_Work request_:
Which lines of the entries below hold the word "push"? Report each of them.

_Extracted data_:
=== Begin Enclosure ===
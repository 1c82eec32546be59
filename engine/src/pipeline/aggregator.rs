//! Response aggregation
//!
//! Builds the labelled part list sent to the synthesis agent and the
//! outward-facing response returned to the caller.

use sdk::{Message, Part, Rejected, Task, TaskResponse};

/// Text of the single agent message in a rejection response
pub const INVALID_REQUEST_TEXT: &str = "Error: Invalid request format";

/// Labelled fragment in the synthesis request
#[derive(Debug, Clone, Copy, PartialEq, Eq, PartialOrd, Ord)]
pub enum FragmentKind {
    UserQuery,
    Context,
    Search,
}

impl FragmentKind {
    pub fn label(&self) -> &'static str {
        match self {
            FragmentKind::UserQuery => "User query: ",
            FragmentKind::Context => "Context: ",
            FragmentKind::Search => "Search results: ",
        }
    }

    fn part(&self, text: &str) -> Part {
        Part::text(format!("{}{}", self.label(), text))
    }

    /// Recover the kind of a labelled part
    pub fn of(part: &Part) -> Option<FragmentKind> {
        [FragmentKind::UserQuery, FragmentKind::Context, FragmentKind::Search]
            .into_iter()
            .find(|kind| part.text.starts_with(kind.label()))
    }
}

pub struct ResponseAggregator;

impl ResponseAggregator {
    /// Build `[UserQuery, Context?, Search?]`
    ///
    /// Context always precedes Search, whichever finished first.
    pub fn synthesis_parts(query: &str, context: Option<&str>, search: Option<&str>) -> Vec<Part> {
        let mut parts = vec![FragmentKind::UserQuery.part(query)];
        if let Some(context) = context {
            parts.push(FragmentKind::Context.part(context));
        }
        if let Some(search) = search {
            parts.push(FragmentKind::Search.part(search));
        }
        parts
    }

    /// Build the completed response: the inbound message followed by one
    /// agent message holding the final text
    pub fn assemble(task: &Task, final_text: &str) -> TaskResponse {
        TaskResponse::completed(
            task.id.clone(),
            vec![task.message.clone(), Message::agent_text(final_text)],
        )
    }

    /// Build the response for a structurally invalid task
    pub fn reject(rejected: &Rejected) -> TaskResponse {
        TaskResponse::error(
            rejected.id.clone(),
            rejected.error.to_string(),
            INVALID_REQUEST_TEXT,
        )
    }
}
=== End Enclosure ===
_Solution for this task_:
            parts.push(FragmentKind::Context.part(context));
            parts.push(FragmentKind::Search.part(search));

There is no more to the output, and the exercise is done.